Problem statement: Could you show each line of the records that contains the word "identifiers"?

Task inputs Start Marker

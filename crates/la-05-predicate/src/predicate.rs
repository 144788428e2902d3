//! # Predicate Account
//!
//! Spends coins owned by its bytecode's address. Authorization is the
//! bytecode plus encoded input data; the ledger evaluates it.

use crate::domain::abi::PredicateAbi;
use crate::domain::arguments::{encode_arguments, PredicateArgument};
use crate::domain::bytecode::{apply_configurables, predicate_address, ConfigurablePatch};
use crate::domain::errors::PredicateError;
use async_trait::async_trait;
use la_01_address_codec::Address;
use la_04_account::{
    AccountConfig, AccountError, LedgerAccount, PredicateWitness, PreparedTransaction, Provider,
    Witness,
};
use std::fmt;
use std::sync::Arc;
use tracing::debug;

/// An account controlled by predicate bytecode.
#[derive(Clone)]
pub struct PredicateAccount {
    bytecode: Vec<u8>,
    address: Address,
    abi: Option<PredicateAbi>,
    input_data: Vec<PredicateArgument>,
    encoded_input: Vec<u8>,
    provider: Option<Arc<dyn Provider>>,
    config: AccountConfig,
}

impl PredicateAccount {
    /// Account for `bytecode`, optionally bound to a provider.
    pub fn new(bytecode: impl Into<Vec<u8>>, provider: Option<Arc<dyn Provider>>) -> Self {
        let bytecode = bytecode.into();
        let address = predicate_address(&bytecode);
        Self {
            bytecode,
            address,
            abi: None,
            input_data: Vec::new(),
            encoded_input: Vec::new(),
            provider,
            config: AccountConfig::default(),
        }
    }

    /// Account for hex bytecode (with or without `0x`).
    pub fn from_hex(
        bytecode: &str,
        provider: Option<Arc<dyn Provider>>,
    ) -> Result<Self, PredicateError> {
        let stripped = bytecode.strip_prefix("0x").unwrap_or(bytecode);
        let bytes =
            hex::decode(stripped).map_err(|e| PredicateError::InvalidBytecode(e.to_string()))?;
        Ok(Self::new(bytes, provider))
    }

    /// Attach an ABI; input data already set is checked against it.
    pub fn with_abi(mut self, abi: PredicateAbi) -> Result<Self, PredicateError> {
        if !self.input_data.is_empty() {
            abi.check_input_data(&self.input_data)?;
        }
        self.abi = Some(abi);
        Ok(self)
    }

    /// Set the arguments passed to `main`.
    ///
    /// # Errors
    /// - `InputDataMismatch`: the ABI's `main` takes different arguments
    pub fn with_input_data(
        mut self,
        arguments: impl IntoIterator<Item = PredicateArgument>,
    ) -> Result<Self, PredicateError> {
        let arguments: Vec<PredicateArgument> = arguments.into_iter().collect();
        if let Some(abi) = &self.abi {
            abi.check_input_data(&arguments)?;
        }
        self.encoded_input = encode_arguments(&arguments);
        self.input_data = arguments;
        Ok(self)
    }

    /// Patch the bytecode. The address changes with it.
    ///
    /// # Errors
    /// - `ConfigurableOutOfBounds`: a patch runs past the end of the code
    pub fn with_configurables(mut self, patches: &[ConfigurablePatch]) -> Result<Self, PredicateError> {
        self.bytecode = apply_configurables(&self.bytecode, patches)?;
        let previous = self.address;
        self.address = predicate_address(&self.bytecode);
        debug!(from = %previous, to = %self.address, patches = patches.len(), "Predicate configured");
        Ok(self)
    }

    /// Replace the configuration.
    pub fn with_config(mut self, config: AccountConfig) -> Result<Self, PredicateError> {
        config.validate()?;
        self.config = config;
        Ok(self)
    }

    /// Bind or replace the provider.
    pub fn connect(&mut self, provider: Arc<dyn Provider>) {
        self.provider = Some(provider);
    }

    /// Drop the provider binding, returning it.
    pub fn disconnect(&mut self) -> Option<Arc<dyn Provider>> {
        self.provider.take()
    }

    /// Address derived from the (configured) bytecode. No network access.
    pub fn address(&self) -> Address {
        self.address
    }

    pub fn bytecode(&self) -> &[u8] {
        &self.bytecode
    }

    pub fn abi(&self) -> Option<&PredicateAbi> {
        self.abi.as_ref()
    }

    pub fn input_data(&self) -> &[PredicateArgument] {
        &self.input_data
    }

    /// Encoded input data sent with every spend.
    pub fn encoded_input_data(&self) -> &[u8] {
        &self.encoded_input
    }
}

#[async_trait]
impl LedgerAccount for PredicateAccount {
    fn address(&self) -> Address {
        self.address
    }

    fn provider(&self) -> Option<&Arc<dyn Provider>> {
        self.provider.as_ref()
    }

    fn config(&self) -> &AccountConfig {
        &self.config
    }

    fn ensure_can_authorize(&self) -> Result<(), AccountError> {
        Ok(())
    }

    fn authorize(&self, prepared: &PreparedTransaction) -> Result<Witness, AccountError> {
        debug!(tx_id = %prepared.id, predicate = %self.address, "Attaching predicate witness");
        Ok(Witness::Predicate(PredicateWitness {
            bytecode: self.bytecode.clone(),
            input_data: self.encoded_input.clone(),
        }))
    }
}

impl fmt::Debug for PredicateAccount {
    fn fmt(&self, f: &mut fmt::Formatter<'_>) -> fmt::Result {
        f.debug_struct("PredicateAccount")
            .field("address", &self.address)
            .field("bytecode_len", &self.bytecode.len())
            .field("arguments", &self.input_data.len())
            .field("connected", &self.provider.is_some())
            .finish()
    }
}
//! # Shared Types Crate
//!
//! Primitive identifiers used across the ledger-account subsystems.
//!
//! ## Design Principles
//!
//! - **Single Source of Truth**: every 256-bit identifier that is not an
//!   `Address` is defined here.
//! - **Value Semantics**: identifiers compare by their raw bytes, never by
//!   their textual form.
//! - **No Magic Literals**: the base asset is the named constant
//!   [`BASE_ASSET_ID`].

pub mod entities;
pub mod errors;

pub use entities::*;
pub use errors::*;
//! # Account Configuration

use super::errors::AccountError;
use la_03_resource_selection::SelectorConfig;
use serde::{Deserialize, Serialize};
use shared_types::{AssetId, BASE_ASSET_ID};

/// Settings shared by every account kind.
#[derive(Debug, Clone, Copy, PartialEq, Eq, Serialize, Deserialize)]
pub struct AccountConfig {
    /// Asset that pays fees.
    pub base_asset_id: AssetId,
    /// Coin selection limits.
    #[serde(default)]
    pub selector: SelectorConfig,
}

impl Default for AccountConfig {
    fn default() -> Self {
        Self {
            base_asset_id: BASE_ASSET_ID,
            selector: SelectorConfig::default(),
        }
    }
}

impl AccountConfig {
    pub fn with_base_asset_id(mut self, base_asset_id: AssetId) -> Self {
        self.base_asset_id = base_asset_id;
        self
    }

    pub fn with_selector(mut self, selector: SelectorConfig) -> Self {
        self.selector = selector;
        self
    }

    pub fn validate(&self) -> Result<(), AccountError> {
        self.selector.validate()?;
        Ok(())
    }
}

Task inputs End Marker

Answer to the problem:
//! Primitive identifiers used across the ledger-account subsystems.
//! - **Value Semantics**: identifiers compare by their raw bytes, never by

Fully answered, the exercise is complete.